Functional Fixedness - The Candle Problem - ehsanul
http://en.wikipedia.org/wiki/Functional_fixedness#Candle_Box

======
psygnisfive
The horrendously misleading part of this is that the experiment says to attach
the _candle_ to the wall. The lexical semantics of "attach" do not permit that
you "attach the candle to the wall" by tacking a box to the wall and placing
the candle in it. The verb attach simply doesn't mean that -- this
demonstrates nothing.

Further, numerous studies have been done regarding lexical and conceptual
semantics and the role of direct objects in semantic interpretation, and they
demonstrate quite simply that whatever the direct object is of a sentence,
this tends to be an affected item.

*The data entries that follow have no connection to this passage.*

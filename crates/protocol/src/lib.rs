//! Sync Protocol: the two radar messages and how they travel.
//!
//! # Invariants
//! - `GiveBlips` is only ever sent in reply to a `RequestBlips`, and only to
//!   the session that asked.
//! - A report entry with a grid carries a grid-local position; without a grid
//!   the position is world-space.

pub mod channel;
pub mod codec;
pub mod messages;

pub use channel::{LoopbackChannel, SessionId};
pub use codec::{ProtocolError, decode, encode};
pub use messages::{BlipEntry, GiveBlips, RadarMessage, RequestBlips};
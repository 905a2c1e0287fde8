//! Radar client: throttled requests, a per-sensor report cache and
//! reconstruction of world positions from grid-relative entries.
//!
//! # Invariants
//! - One throttle window is shared by every sensor of a session.
//! - Cached reports are replaced wholesale, never merged or edited.
//! - Staleness is decided at read time; expired reports read as empty.

mod cache;
mod config;
mod session;
mod throttle;

pub use cache::{BlipCache, CachedReport, ReportState, SensorKey, WorldBlip, reconstruct_world};
pub use config::{ClientConfig, ConfigError};
pub use session::RadarClient;
pub use throttle::RequestThrottle;
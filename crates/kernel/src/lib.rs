//! Transform Kernel: world-space lookups for entities, grids and maps.
//!
//! # Invariants
//! - An [`EntityId`](radarsync_common::EntityId) is never a live handle; every
//!   lookup resolves it and may fail once the entity is gone.
//! - Parent chains are acyclic, so world transforms always terminate.

pub mod source;
pub mod world;

pub use source::{ResolvedTransform, TransformSource};
pub use world::{EntityData, World, WorldError};
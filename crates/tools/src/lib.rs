//! Developer Tooling: report inspection and drop accounting.
//!
//! # Invariants
//! - Tools only observe; nothing here feeds back into what gets reported.

mod counters;
mod inspector;

pub use counters::DropCounters;
pub use inspector::{ReportInspector, ReportSummary};
//! Drop diagnostics.
//!
//! Every failure in the sync path degrades to "no data". Callers never see an
//! error, but operators can count what was dropped and why by plugging a
//! [`DropObserver`] into the server or client.

use serde::{Deserialize, Serialize};

/// Why a blip, request or report was dropped.
#[derive(Debug, Clone, Copy, PartialEq, Eq, Hash, PartialOrd, Ord, Serialize, Deserialize)]
pub enum DropReason {
    /// Blip source is switched off.
    Disabled,
    /// Projectile on another map than the sensor, or its shooter on another map.
    CrossMapProjectile,
    /// Farther from the sensor than its maximum range.
    OutOfRange,
    /// Shield generator that is not attached to any grid.
    OrphanedShield,
    /// Source requires no grid but is attached to one.
    HasGrid,
    /// Source is on a different grid than the sensor.
    GridMismatch,
    /// Candidate entity no longer resolves.
    Unresolved,
    /// Request named a sensor that is missing or has no console.
    UnknownSensor,
    /// Client could not resolve the grid of a grid-relative entry.
    MissingGrid,
    /// Client request suppressed by the throttle window.
    Throttled,
    /// Cached report read after the staleness threshold.
    Stale,
}

impl DropReason {
    pub fn as_str(&self) -> &'static str {
        match self {
            DropReason::Disabled => "disabled",
            DropReason::CrossMapProjectile => "cross_map_projectile",
            DropReason::OutOfRange => "out_of_range",
            DropReason::OrphanedShield => "orphaned_shield",
            DropReason::HasGrid => "has_grid",
            DropReason::GridMismatch => "grid_mismatch",
            DropReason::Unresolved => "unresolved",
            DropReason::UnknownSensor => "unknown_sensor",
            DropReason::MissingGrid => "missing_grid",
            DropReason::Throttled => "throttled",
            DropReason::Stale => "stale",
        }
    }
}

impl std::fmt::Display for DropReason {
    fn fmt(&self, f: &mut std::fmt::Formatter<'_>) -> std::fmt::Result {
        f.write_str(self.as_str())
    }
}

/// Receives a notification for every silent drop.
pub trait DropObserver {
    fn on_drop(&mut self, reason: DropReason);
}

/// Observer that ignores everything.
#[derive(Debug, Clone, Copy, Default)]
pub struct NoopObserver;

impl DropObserver for NoopObserver {
    fn on_drop(&mut self, _reason: DropReason) {}
}

impl<O: DropObserver + ?Sized> DropObserver for &mut O {
    fn on_drop(&mut self, reason: DropReason) {
        (**self).on_drop(reason);
    }
}

impl<O: DropObserver + ?Sized> DropObserver for Box<O> {
    fn on_drop(&mut self, reason: DropReason) {
        (**self).on_drop(reason);
    }
}
use serde::{Deserialize, Serialize};
use std::path::Path;
use std::time::Duration;

/// Errors from loading a client configuration.
#[derive(Debug, thiserror::Error)]
pub enum ConfigError {
    #[error("IO error: {0}")]
    Io(#[from] std::io::Error),
    #[error("YAML error: {0}")]
    Yaml(#[from] serde_yaml::Error),
    #[error("invalid config: {0}")]
    Invalid(String),
}

/// Client tuning. Omitted fields take their defaults.
///
/// ```yaml
/// request_interval_ms: 250
/// stale_after_ms: 3000
/// ```
#[derive(Debug, Clone, PartialEq, Eq, Serialize, Deserialize)]
#[serde(default, deny_unknown_fields)]
pub struct ClientConfig {
    /// Minimum spacing between outgoing requests, across all sensors.
    pub request_interval_ms: u64,
    /// Age after which a cached report reads as empty.
    pub stale_after_ms: u64,
}

impl Default for ClientConfig {
    fn default() -> Self {
        Self {
            request_interval_ms: 250,
            stale_after_ms: 3000,
        }
    }
}

impl ClientConfig {
    pub fn request_interval(&self) -> Duration {
        Duration::from_millis(self.request_interval_ms)
    }

    pub fn stale_after(&self) -> Duration {
        Duration::from_millis(self.stale_after_ms)
    }

    pub fn from_yaml_str(yaml: &str) -> Result<Self, ConfigError> {
        let config: Self = serde_yaml::from_str(yaml)?;
        config.validate()?;
        Ok(config)
    }

    pub fn load(path: impl AsRef<Path>) -> Result<Self, ConfigError> {
        let text = std::fs::read_to_string(path.as_ref())?;
        let config = Self::from_yaml_str(&text)?;
        tracing::debug!(path = %path.as_ref().display(), ?config, "client config loaded");
        Ok(config)
    }

    pub fn validate(&self) -> Result<(), ConfigError> {
        if self.request_interval_ms == 0 {
            return Err(ConfigError::Invalid(
                "request_interval_ms must be positive".into(),
            ));
        }
        if self.stale_after_ms == 0 {
            return Err(ConfigError::Invalid("stale_after_ms must be positive".into()));
        }
        Ok(())
    }
}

Supporting a candle with a box is not
affecting the candle in the ways relevant to human cognition, while tacking it
to the wall, or melting it, _is_. So the phrasing again was misleading.

While I'm sure functional fixedness is a real phenomena, I would bet that it
isn't even remotely as simple as this particular experiment suggested, and
that a wide variety of linguistic techniques can affect how well people are at
this. In fact, on the main page for the Candle Problem it's point out that a)
using "box _and_ tacks" instead of "box _of_ tacks" in the instructions
improves performance, while b) offering a monetary incentive _decreases_
performance. So before you get all hyped up about how you want to think
outside the box because my gosh imagine what awesomeness functional fixedness
is preventing you from seeing, stop to consider that noone's got any clue
what's really going on inside the mind, and you're probably just as likely to
screw yourself by trying to manipulate yourself this way as you are to benefit
yourself.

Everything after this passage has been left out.